2) Everybody has been taking appropriate precautions for 14+ days such as food deliveries, pick up orders from grocery stores where they put your order in your trunk, etc. I'd include minimal grocery store trips in this as well assuming six feet distancing and other appropriate precautions are being followed.
3) Nobody in either family is at higher risk for covid (e.g. if one of the family members is 90 or immune compromised, don't do this).

I say do it, and move in for the long haul. I would argue that is better than living separately. Only one person should go grocery shopping and run any essential errands. By doing this you've reduced the number of trips all of you are taking, from one person per family to one person for two families. That's a win.

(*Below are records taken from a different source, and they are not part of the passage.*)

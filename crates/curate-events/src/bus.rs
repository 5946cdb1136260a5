// SPDX-License-Identifier: BUSL-1.1
// Copyright (c) 2026 Alfred Jean LLC

//! External bus fan-out: durable topic `pipeline-events`, subscription
//! `web-consumer`. The publisher holds an `enabled` flag set at
//! construction from the connection string; when unconfigured, `send`
//! short-circuits after a single startup warning.

use azure_messaging_servicebus::{ServiceBusClient, ServiceBusClientOptions, ServiceBusMessage};
use curate_core::PipelineEvent;

pub const TOPIC: &str = "pipeline-events";

#[derive(Clone)]
pub struct ExternalBus {
    sender: Option<azure_messaging_servicebus::ServiceBusSender>,
}

impl ExternalBus {
    /// Connect to the bus when `connection_string` is present; otherwise
    /// log a single startup warning and return a no-op bus.
    pub async fn connect(connection_string: Option<&str>) -> Self {
        let Some(connection_string) = connection_string.filter(|s| !s.is_empty()) else {
            tracing::warn!("bus_connection_string is unset — external event fan-out disabled");
            return Self { sender: None };
        };

        match ServiceBusClient::new(connection_string, ServiceBusClientOptions::default()).await {
            Ok(client) => match client.create_sender(TOPIC, None).await {
                Ok(sender) => Self {
                    sender: Some(sender),
                },
                Err(e) => {
                    tracing::warn!(error = %e, "failed to create service bus sender — external event fan-out disabled");
                    Self { sender: None }
                }
            },
            Err(e) => {
                tracing::warn!(error = %e, "failed to connect to service bus — external event fan-out disabled");
                Self { sender: None }
            }
        }
    }

    /// Disabled bus: every `send` is a no-op. Used in tests and whenever
    /// the external fan-out is intentionally turned off.
    pub fn disabled() -> Self {
        Self { sender: None }
    }

    pub fn is_enabled(&self) -> bool {
        self.sender.is_some()
    }

    /// Send one event. Failure is logged and swallowed — pipeline events
    /// are ephemeral UI updates, not a durability boundary.
    pub async fn send(&self, event: &PipelineEvent) {
        let Some(sender) = &self.sender else {
            return;
        };

        let mut message = ServiceBusMessage::from(event.to_envelope().to_string());
        message.set_application_property("event_type", event.event_type());

        if let Err(e) = sender.send_message(message).await {
            tracing::warn!(error = %e, event_type = event.event_type(), "failed to publish event to service bus");
        }
    }
}

#[cfg(test)]
#[path = "bus_tests.rs"]
mod tests;
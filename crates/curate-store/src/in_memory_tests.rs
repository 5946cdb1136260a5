use super::*;
use serde_json::json;

#[tokio::test]
async fn create_then_get_round_trips() {
    let store = InMemoryStore::new();
    let body = json!({"id": "l1", "trigger_id": "t1"});
    store
        .create("links", "unattached", body.clone())
        .await
        .expect("create");

    let fetched = store.get("links", "l1", "unattached").await.expect("get");
    assert_eq!(fetched, Some(body));
}

#[tokio::test]
async fn get_returns_none_for_missing_document() {
    let store = InMemoryStore::new();
    let fetched = store.get("links", "missing", "pk").await.expect("get");
    assert!(fetched.is_none());
}

#[tokio::test]
async fn soft_deleted_document_is_invisible_to_get() {
    let store = InMemoryStore::new();
    store
        .create("links", "pk", json!({"id": "l1", "deleted_at": null}))
        .await
        .expect("create");
    store
        .replace(
            "links",
            "l1",
            "pk",
            json!({"id": "l1", "deleted_at": "2026-01-01T00:00:00Z"}),
        )
        .await
        .expect("replace");

    let fetched = store.get("links", "l1", "pk").await.expect("get");
    assert!(fetched.is_none());
}

#[tokio::test]
async fn query_filters_by_equality_and_excludes_deleted() {
    let store = InMemoryStore::new();
    store
        .create("links", "pk", json!({"id": "l1", "trigger_id": "t1"}))
        .await
        .expect("create");
    store
        .create(
            "links",
            "pk",
            json!({"id": "l2", "trigger_id": "t1", "deleted_at": "2026-01-01T00:00:00Z"}),
        )
        .await
        .expect("create");
    store
        .create("links", "pk", json!({"id": "l3", "trigger_id": "t2"}))
        .await
        .expect("create");

    let results = store
        .query(
            "links",
            "SELECT * FROM c WHERE c.trigger_id = @trigger_id AND NOT IS_DEFINED(c.deleted_at)",
            &[("@trigger_id", json!("t1"))],
        )
        .await
        .expect("query");

    assert_eq!(results.len(), 1);
    assert_eq!(results[0]["id"], json!("l1"));
}

#[tokio::test]
async fn change_feed_pages_forward_with_continuation() {
    let store = InMemoryStore::new();
    for i in 0..5 {
        store
            .create("agent_runs", "pk", json!({"id": format!("r{i}")}))
            .await
            .expect("create");
    }

    let page1 = store
        .change_feed("agent_runs", None, 2)
        .await
        .expect("page1");
    assert_eq!(page1.items.len(), 2);
    assert_eq!(page1.items[0]["id"], json!("r0"));

    let page2 = store
        .change_feed("agent_runs", page1.next_token.as_deref(), 2)
        .await
        .expect("page2");
    assert_eq!(page2.items.len(), 2);
    assert_eq!(page2.items[0]["id"], json!("r2"));
}

#[tokio::test]
async fn change_feed_on_unknown_container_is_empty() {
    let store = InMemoryStore::new();
    let page = store.change_feed("nope", None, 10).await.expect("page");
    assert!(page.items.is_empty());
}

I know some people who are living alone. All this isolation can't be good. If I were in that situation I would pick a quarantine buddy I trusted and not worry about contact with that one person or family. It's similar for parents with children, especially if both are trying to work. Four working parents and four kids means each parent can take one day off per week to provide childcare for all, leaving only one day where the adults are constantly interrupted and the kids are constantly ignored or binging netflix.

This is not a pass to pick a different family each week to hang out with. Don't do that. It's realistically acknowledging the small risks and huge benefits of expanding a small social circle to a slightly larger one while not increasing or even decreasing the number of external contacts. The longer this goes on the more important that will be.